NEW YORK — TBS sent out a fax on Tuesday listing the schedule of 125 Atlanta Braves games it plans to cover this season, but the biggest news is what was left out of the press release.
Turner executives acknowledge that they’re trying to reach an agreement with Major League Baseball that would allow TBS to shed its identity as a superstation and change into a basic-cable network on June 30, 1997 (Daily Variety, March 3). The new identity could enrich TBS by as much as $100 million a year in new revenue within 20 months, if the channel can make the transformation on schedule.
But the changeover of TBS is dependent on the approval of MLB and of the two networks that own the national cable rights to baseball, ESPN and Rupert Murdoch’s FX.
A big hole
TBS wants to cablecast from 90 to 100 Braves games a year because the network’s parent company, Time Warner, owns the team, and coming up with more than 200 hours of replacement programming such as movies and TV series from March through September would be a stretch. And Braves games have a certain cachet: The team has finished first in its division the last five years in a row.

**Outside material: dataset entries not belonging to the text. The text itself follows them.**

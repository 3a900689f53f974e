//! Micro pass: fine detail on top of the carved network.

use std::f32::consts::PI;

use glam::Vec3;

use crate::core::error::GenerationError;
use crate::core::types::Result;
use crate::density::CaveDensitySampler;
use crate::features::{Chamber, FeatureKind, FeatureRegistry, Passage};
use crate::generation::carve::MIN_RADIUS_FACTOR;
use crate::generation::config::MicroConfig;
use crate::generation::placement::{
    ensure_finite, ensure_positive, horizontal_perpendicular, random_direction, random_horizontal,
};
use crate::generation::{PassOutput, Tier};
use crate::math::{Aabb, SeqRng};
use crate::voxel::{CarveOp, Material, Shape};

const SALT_VEIN: u32 = 300;
const SALT_PINCH: u32 = 310;
const SALT_SEAM: u32 = 320;
const SALT_PLATE: u32 = 330;
const SALT_FUNNEL: u32 = 340;
const SALT_DOME: u32 = 350;

/// Samples along a pinch window
const PINCH_SAMPLES: usize = 7;
/// Steps used to find the stretch of a passage clear of its chambers
const CLEARANCE_STEPS: usize = 64;

pub struct MicroPass<'a> {
    config: &'a MicroConfig,
    sampler: &'a CaveDensitySampler,
    region: &'a Aabb,
    resolution: f32,
    seed: u32,
}

impl<'a> MicroPass<'a> {
    pub fn new(
        config: &'a MicroConfig,
        sampler: &'a CaveDensitySampler,
        region: &'a Aabb,
        resolution: f32,
        seed: u32,
    ) -> Self {
        Self { config, sampler, region, resolution, seed }
    }

    pub fn plan(&self, registry: &mut FeatureRegistry) -> PassOutput {
        let mut out = PassOutput::new(Tier::Micro);
        let cfg = self.config;
        let chambers: Vec<Chamber> = registry.chambers().to_vec();
        let passages: Vec<Passage> = registry.passages().to_vec();

        if cfg.pinch_points_enabled {
            for passage in &passages {
                let mut rng = SeqRng::for_instance(self.seed, SALT_PINCH, passage.id.0);
                if !rng.chance(cfg.pinch_chance) {
                    continue;
                }
                out.planned += 1;
                match self.pinch_point(passage, &chambers, &mut rng) {
                    Ok((ops, kind, position)) => {
                        registry.add_feature(position, kind);
                        out.ops.extend(ops);
                    }
                    Err(err) => out.skip(err),
                }
            }
        }

        for chamber in &chambers {
            let id = chamber.id.0;

            if cfg.veins_enabled {
                let mut rng = SeqRng::for_instance(self.seed, SALT_VEIN, id);
                if rng.chance(cfg.vein_chance) {
                    out.planned += 1;
                    match self.vein(chamber, &mut rng) {
                        Ok(points) => {
                            let width = cfg.vein_width;
                            out.ops.push(CarveOp::carve(Shape::tube(points.clone(), width * 0.5), "fracture_vein"));
                            registry.add_feature(points[0], FeatureKind::FractureVein { points, width });
                        }
                        Err(err) => out.skip(err),
                    }
                }
            }

            if cfg.seams_enabled {
                self.seams(chamber, registry, &mut out);
            }

            if cfg.plate_gaps_enabled {
                let mut rng = SeqRng::for_instance(self.seed, SALT_PLATE, id);
                if rng.chance(cfg.plate_gap_chance) {
                    out.planned += 1;
                    let dir = random_horizontal(&mut rng);
                    let yaw = rng.range(0.0, PI);
                    let center = chamber.center + dir * chamber.radii.x.max(chamber.radii.z) * 0.9;
                    let half_extents = Vec3::new(cfg.plate_gap_length, cfg.plate_gap_height, cfg.plate_gap_width) * 0.5;
                    match ensure_finite("plate_gap", &[center, half_extents]) {
                        Ok(()) => {
                            out.ops.push(CarveOp::carve(Shape::Slab { center, half_extents, yaw }, "plate_gap"));
                            registry.add_feature(center, FeatureKind::PlateGap {
                                yaw,
                                width: cfg.plate_gap_width,
                                height: cfg.plate_gap_height,
                                length: cfg.plate_gap_length,
                            });
                        }
                        Err(err) => out.skip(err),
                    }
                }
            }

            if cfg.funnels_enabled {
                let mut rng = SeqRng::for_instance(self.seed, SALT_FUNNEL, id);
                if rng.chance(cfg.funnel_chance) {
                    out.planned += 1;
                    let top = chamber.radii.x.min(chamber.radii.z);
                    let bottom = top * (1.0 - cfg.funnel_taper);
                    let height = chamber.radii.y;
                    let center = chamber.center - Vec3::Y * height * 0.5;
                    match ensure_positive("pressure_funnel", &[top, height]) {
                        Ok(()) => {
                            out.ops.push(CarveOp::carve(
                                Shape::Funnel { center, top_radius: top, bottom_radius: bottom, half_height: height * 0.5 },
                                "pressure_funnel",
                            ));
                            registry.add_feature(center, FeatureKind::PressureFunnel {
                                chamber: chamber.id,
                                top_radius: top,
                                bottom_radius: bottom,
                                height,
                            });
                        }
                        Err(err) => out.skip(err),
                    }
                }
            }

            if cfg.domes_enabled {
                let mut rng = SeqRng::for_instance(self.seed, SALT_DOME, id);
                if rng.chance(cfg.dome_chance) {
                    out.planned += 1;
                    let radii = chamber.radii * cfg.dome_scale;
                    let center = chamber.center + Vec3::Y * chamber.radii.y * 0.85;
                    match ensure_positive("concretion_dome", &radii.to_array()) {
                        Ok(()) => {
                            out.ops.push(CarveOp::carve(
                                Shape::ClippedEllipsoid { center, radii, plane_point: center, plane_normal: Vec3::Y },
                                "concretion_dome",
                            ));
                            registry.add_feature(center, FeatureKind::ConcretionDome { chamber: chamber.id, radii });
                        }
                        Err(err) => out.skip(err),
                    }
                }
            }
        }

        out
    }

    /// Zigzag polyline leaving the chamber wall, bent by noise.
    fn vein(&self, chamber: &Chamber, rng: &mut SeqRng) -> Result<Vec<Vec3>> {
        let cfg = self.config;
        let dir = random_direction(rng, 0.5);
        let side = horizontal_perpendicular(dir);
        let step = cfg.vein_length / cfg.vein_segments as f32;

        let mut p = chamber.center + dir * chamber.radii * 0.9;
        let mut points = vec![p];
        for k in 0..cfg.vein_segments {
            let bend = self.sampler.shape_sample(p, SALT_VEIN + k) * 2.0 - 1.0;
            let zig = if k % 2 == 0 { 0.6 } else { -0.6 };
            let heading = (dir + side * (zig + bend * 0.4)).try_normalize().unwrap_or(dir);
            p = self.region.clamp_point(p + heading * step);
            points.push(p);
        }
        ensure_finite("fracture_vein", &points)?;
        Ok(points)
    }

    /// Refill a window of the passage with rock, then re-carve it narrowing
    /// to `pinch_ratio` of the width at the window center.
    ///
    /// The window stays on the longest stretch of passage clear of every
    /// chamber, and the refill only closes cells no other feature carved.
    fn pinch_point(
        &self,
        passage: &Passage,
        chambers: &[Chamber],
        rng: &mut SeqRng,
    ) -> Result<(Vec<CarveOp>, FeatureKind, Vec3)> {
        let cfg = self.config;
        let length = passage.length();
        if length < self.resolution {
            return Err(GenerationError::feature("pinch_point", "passage too short to pinch"));
        }
        let radius = passage.width * 0.5;
        if radius * cfg.pinch_ratio < self.resolution * MIN_RADIUS_FACTOR {
            return Err(GenerationError::feature(
                "pinch_point",
                format!("narrowed radius {:.2} is below one voxel", radius * cfg.pinch_ratio),
            ));
        }

        let (lo, hi) = clear_span(passage, chambers, radius)
            .ok_or_else(|| GenerationError::feature("pinch_point", "passage never leaves its chambers"))?;
        if (hi - lo) * length < self.resolution {
            return Err(GenerationError::feature("pinch_point", "clear stretch shorter than one voxel"));
        }

        let span = cfg.pinch_window.min(hi - lo);
        let start = lo + rng.range(0.0, 1.0) * (hi - lo - span);
        let window = (start, start + span);

        // Extend the re-carve one voxel past each end so it overlaps the
        // untouched passage
        let pad = self.resolution / length;
        let mut points = vec![passage.point_at(window.0 - pad)];
        let mut radii = vec![radius];
        let mut fill_points = Vec::with_capacity(PINCH_SAMPLES);
        for k in 0..PINCH_SAMPLES {
            let s = k as f32 / (PINCH_SAMPLES - 1) as f32;
            let p = passage.point_at(window.0 + (window.1 - window.0) * s);
            fill_points.push(p);
            points.push(p);
            // 1 at the window ends, pinch_ratio at the middle
            let closeness = 1.0 - (2.0 * s - 1.0).abs();
            radii.push(radius * (1.0 + (cfg.pinch_ratio - 1.0) * closeness));
        }
        points.push(passage.point_at(window.1 + pad));
        radii.push(radius);
        ensure_finite("pinch_point", &points)?;

        let refill = CarveOp::refill(Shape::tube(fill_points, radius), Material::Rock, passage.id, "pinch_point");
        let recarve = CarveOp::carve(Shape::Tube { points, radii }, "pinch_point").owned_by(passage.id);
        let position = passage.point_at((window.0 + window.1) * 0.5);
        let kind = FeatureKind::PinchPoint { passage: passage.id, window, ratio: cfg.pinch_ratio };
        Ok((vec![refill, recarve], kind, position))
    }

    /// Horizontal slabs at every multiple of `seam_spacing` crossing the chamber
    fn seams(&self, chamber: &Chamber, registry: &mut FeatureRegistry, out: &mut PassOutput) {
        let cfg = self.config;
        let spacing = cfg.seam_spacing;
        let lo = ((chamber.center.y - chamber.radii.y) / spacing).ceil() as i32;
        let hi = ((chamber.center.y + chamber.radii.y) / spacing).floor() as i32;
        for level in lo..=hi {
            let mut rng = SeqRng::for_instance(
                self.seed,
                SALT_SEAM.wrapping_add(level as u32),
                chamber.id.0,
            );
            if !rng.chance(cfg.seam_chance) {
                continue;
            }
            out.planned += 1;
            let y = level as f32 * spacing;
            let reach = chamber.radii.x.max(chamber.radii.z) * 1.1;
            let center = Vec3::new(chamber.center.x, y, chamber.center.z);
            let half_extents = Vec3::new(reach, cfg.seam_thickness * 0.5, reach);
            match ensure_finite("seam", &[center]) {
                Ok(()) => {
                    let yaw = rng.range(0.0, PI);
                    out.ops.push(CarveOp::carve(Shape::Slab { center, half_extents, yaw }, "seam"));
                    registry.add_feature(center, FeatureKind::Seam {
                        y,
                        thickness: cfg.seam_thickness,
                        half_extent: reach,
                    });
                }
                Err(err) => out.skip(err),
            }
        }
    }
}

/// Longest run of arc-length fractions along `passage` whose points sit at
/// least `radius` away from every chamber wall, walls at full roughness.
fn clear_span(passage: &Passage, chambers: &[Chamber], radius: f32) -> Option<(f32, f32)> {
    let clear = |t: f32| {
        let p = passage.point_at(t);
        chambers.iter().all(|c| {
            let reach = c.radii * (1.0 + c.roughness);
            // Lower bound on the distance from p to the ellipsoid
            let gap = (((p - c.center) / reach).length() - 1.0) * reach.min_element();
            gap >= radius
        })
    };

    let mut best: Option<(f32, f32)> = None;
    let mut run: Option<f32> = None;
    for i in 0..=CLEARANCE_STEPS {
        let t = i as f32 / CLEARANCE_STEPS as f32;
        if clear(t) {
            let from = *run.get_or_insert(t);
            if best.is_none_or(|(lo, hi)| t - from > hi - lo) {
                best = Some((from, t));
            }
        } else {
            run = None;
        }
    }
    best
}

But ESPN and FX would be happy if the Braves disappeared from TBS’ schedule so that — at least in theory — ESPN’s Wednesday and Sunday games and FX’s Monday games would get a boost in the Nielsens. And it doesn’t help TBS’ cause that Ted Turner, vice chairman of Time Warner, and Murdoch have become bitter enemies.
Despite these obstacles, TBS execs say they’re still talking with MLB about a compromise in the number of Braves games that TBS could run as a basic-cable network.
One insider says TBS had to release the 125-game schedule now to meet the listing deadlines of TV Guide and the Sunday supplements. The Braves schedule is not carved in stone, this source says, adding that a last-minute deal could allow TBS to transform itself on June 30.